Brian Lowery: Like obviously there's actual a, a, a physical thing that is your height, but that's not what's affecting how you understand yourself. What affects how you understand yourself is like whether you're tall or short. Mm-hmm. Or medium height. And that is not just about your physical height, that's about how you understand yourself around other people.
Chris Duffy: My friend Julie, I'm gonna say her real name, just to kind of put her on blast here.. Um, Julie, I love you, but it was funny 'cause Julie was describing how I had gone to, um, like a New Year's party at her, at her mom's house several years ago. And Julie was telling her mom, I guess, that I was coming over and her mom didn't remember who I was.
And Julie to me told this story and said, and I was like, oh, you remember Chris? He's the hairy guy. And I was like, hairy guy. I'm not a hairy guy. I have a beard, I guess, but like that's, I'm so much more well groomed than most people. And I know people who have backs that are like covered in fur. I'm not a hairy guy.
But then to her, I was the hairy guy. You know? That's like how she described me to her mom, the hairy guy, Chris. Hilarious.
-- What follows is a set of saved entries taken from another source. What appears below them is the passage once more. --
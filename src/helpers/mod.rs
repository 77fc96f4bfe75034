pub(crate) mod biff8;
pub(crate) mod cfb;
pub(crate) mod string;
pub(crate) mod xml;
pub(crate) mod zip;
Brian Lowery: I love that. The funny thing about, about these things like height or the hairy guy, these things can be affected by other social things too, right? So height as an example. If people think of you as high status, they're likely to overestimate your height.
It's also like if people see you and they're like, oh, you are an important person that can affect their perception of your height. Right. That also is an interesting, um, kind of instance of how these, these things that we think of as objective or actually being constructed and moved around to some extent in these relationships.
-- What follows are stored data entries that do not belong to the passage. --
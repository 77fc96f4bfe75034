//! Part lookup inside OOXML packages.

use crate::error::LoadError;
use crate::helpers::xml::XmlReader;
use std::io::BufReader;
use std::io::Read;
use std::io::Seek;
use zip::read::ZipFile;
use zip::result::ZipError;
use zip::ZipArchive;

pub(crate) trait ZipHelper<RS: Read + Seek> {
    /// Finds a part by name, ignoring case, a leading slash and the path separator style.
    fn file(&'_ mut self, name: &str) -> Result<Option<ZipFile<'_, RS>>, LoadError>;

    /// Opens a part as an XML event stream.
    fn xml_reader(
        &'_ mut self,
        name: &str,
    ) -> Result<Option<XmlReader<BufReader<ZipFile<'_, RS>>>>, LoadError>;
}

impl<RS: Read + Seek> ZipHelper<RS> for ZipArchive<RS> {
    fn file(&'_ mut self, name: &str) -> Result<Option<ZipFile<'_, RS>>, LoadError> {
        let pattern = name.replace('\\', "/");
        let pattern = pattern.trim_start_matches('/');
        let path = self
            .file_names()
            .find(|file_name| pattern.eq_ignore_ascii_case(file_name.trim_start_matches('/')))
            .map(|file_name| file_name.to_owned());
        match path.map(|file_name| self.by_name(&file_name)).transpose() {
            Ok(file) => Ok(file),
            Err(ZipError::FileNotFound) => Ok(None),
            Err(error) => Err(error)?,
        }
    }

    fn xml_reader(
        &'_ mut self,
        name: &str,
    ) -> Result<Option<XmlReader<BufReader<ZipFile<'_, RS>>>>, LoadError> {
        let reader = self
            .file(name)?
            .map(|file| XmlReader::new(BufReader::new(file)));
        Ok(reader)
    }
}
Chris Duffy: You give the example in your book of, uh, a person who told you that, well, when he as a black man, when he walked through a white neighborhood at night, he would whistle Vivaldi so that people would see a, or hear, I guess a different identity in addition to the one that they perceived of him as a black man walking in their neighborhood.
Brian Lowery: Mm-hmm. Yeah, that's actually, that comes from a, a book that a colleague friend of mine, Claude, still wrote actually. He has a book called Whistling Vivaldi, which is, uh, an excellent kind of examination of what you're describing, but. You think it means a certain thing to be black or white, and then you're like, you run into someone who doesn't exactly in your mind match that.
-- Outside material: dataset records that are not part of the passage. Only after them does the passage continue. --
use crate::config::ConfigError;
use crate::spreadsheet::reference::row_to_index;
use regex::Regex;

/// Inclusive, 0-based data row bounds parsed from an Excel-style range.
#[derive(Copy, Clone, Debug, PartialEq, Eq)]
pub(crate) struct RowRange {
    pub(crate) lower: usize,
    pub(crate) upper: usize,
}

impl TryFrom<&str> for RowRange {
    type Error = ConfigError;

    /// Parses `"2:242"` or `"A2:D242"` (1-based rows, columns ignored).
    fn try_from(value: &str) -> Result<Self, Self::Error> {
        let pattern = Regex::new(r"^([A-Z]*)(\d+):([A-Z]*)(\d+)$").expect("Hardcode regex pattern");
        let text = value.trim().replace('$', "").to_ascii_uppercase();
        let captures = pattern
            .captures(text.as_str())
            .ok_or_else(|| ConfigError::InvalidRange(value.to_owned()))?;
        let invalid = || ConfigError::InvalidRange(value.to_owned());
        let lower = captures
            .get(2)
            .map(|matcher| matcher.as_str())
            .and_then(row_to_index)
            .ok_or_else(invalid)?;
        let upper = captures
            .get(4)
            .map(|matcher| matcher.as_str())
            .and_then(row_to_index)
            .ok_or_else(invalid)?;
        if upper < lower {
            return Err(invalid());
        }
        Ok(RowRange { lower, upper })
    }
}
use std::collections::HashMap;

/// Field values of one row, in the order the fields were requested.
///
/// Keys are the field names as the caller wrote them; a field requested twice
/// appears once.
#[derive(Clone, Debug, Default, PartialEq, Eq)]
pub struct Record {
    entries: Vec<(String, String)>,
}

impl Record {
    pub(crate) fn insert(&mut self, field: &str, value: String) {
        match self.entries.iter_mut().find(|(name, _)| name == field) {
            Some((_, existing)) => *existing = value,
            None => self.entries.push((field.to_owned(), value)),
        }
    }

    /// Looks a field up by its exact name first, then ignoring case.
    pub fn get(&self, field: &str) -> Option<&str> {
        self.entries
            .iter()
            .find(|(name, _)| name == field)
            .or_else(|| self.entries.iter().find(|(name, _)| name.to_lowercase() == field.to_lowercase()))
            .map(|(_, value)| value.as_str())
    }

    pub fn fields(&self) -> impl Iterator<Item = &str> {
        self.entries.iter().map(|(name, _)| name.as_str())
    }

    pub fn iter(&self) -> impl Iterator<Item = (&str, &str)> {
        self.entries.iter().map(|(name, value)| (name.as_str(), value.as_str()))
    }

    pub fn len(&self) -> usize {
        self.entries.len()
    }

    pub fn is_empty(&self) -> bool {
        self.entries.is_empty()
    }
}

impl IntoIterator for Record {
    type Item = (String, String);
    type IntoIter = std::vec::IntoIter<(String, String)>;

    fn into_iter(self) -> Self::IntoIter {
        self.entries.into_iter()
    }
}

impl From<Record> for HashMap<String, String> {
    fn from(record: Record) -> Self {
        record.into_iter().collect()
    }
}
So you have to like try to make sense of it, right? Mm-hmm. And you try to assign that person to something that you can understand, that you can fit within your model of how people, what people are, how they can be. All these identities are incredibly complicated and people know that, but people want them to make sense.
They want them to be easy, they want. To use these identities to help figure out how to navigate the world. And I think we're constantly in the act of portraying ourselves as something or other to other people.
Chris Duffy: Hmm. Well it's like that Judith Butler idea that gender is a performance, right? In some ways everything is a performance.
Any social identity is a performance. Uh, being a New Yorker is a performance, right? being 25 is a performance,
Brian Lowery: and the part that I'm most interested in is like, what does the performance matter? If there's no audience?
Chris Duffy: Hmm.
Brian Lowery: Right then you're performing this thing because there's an audience and the audience is reflecting back to you where you are without the audience.
What difference does it make? What would it mean to be any of those things without an audience?
Chris Duffy: Okay. We're gonna take a quick break and we will be right back in just a moment.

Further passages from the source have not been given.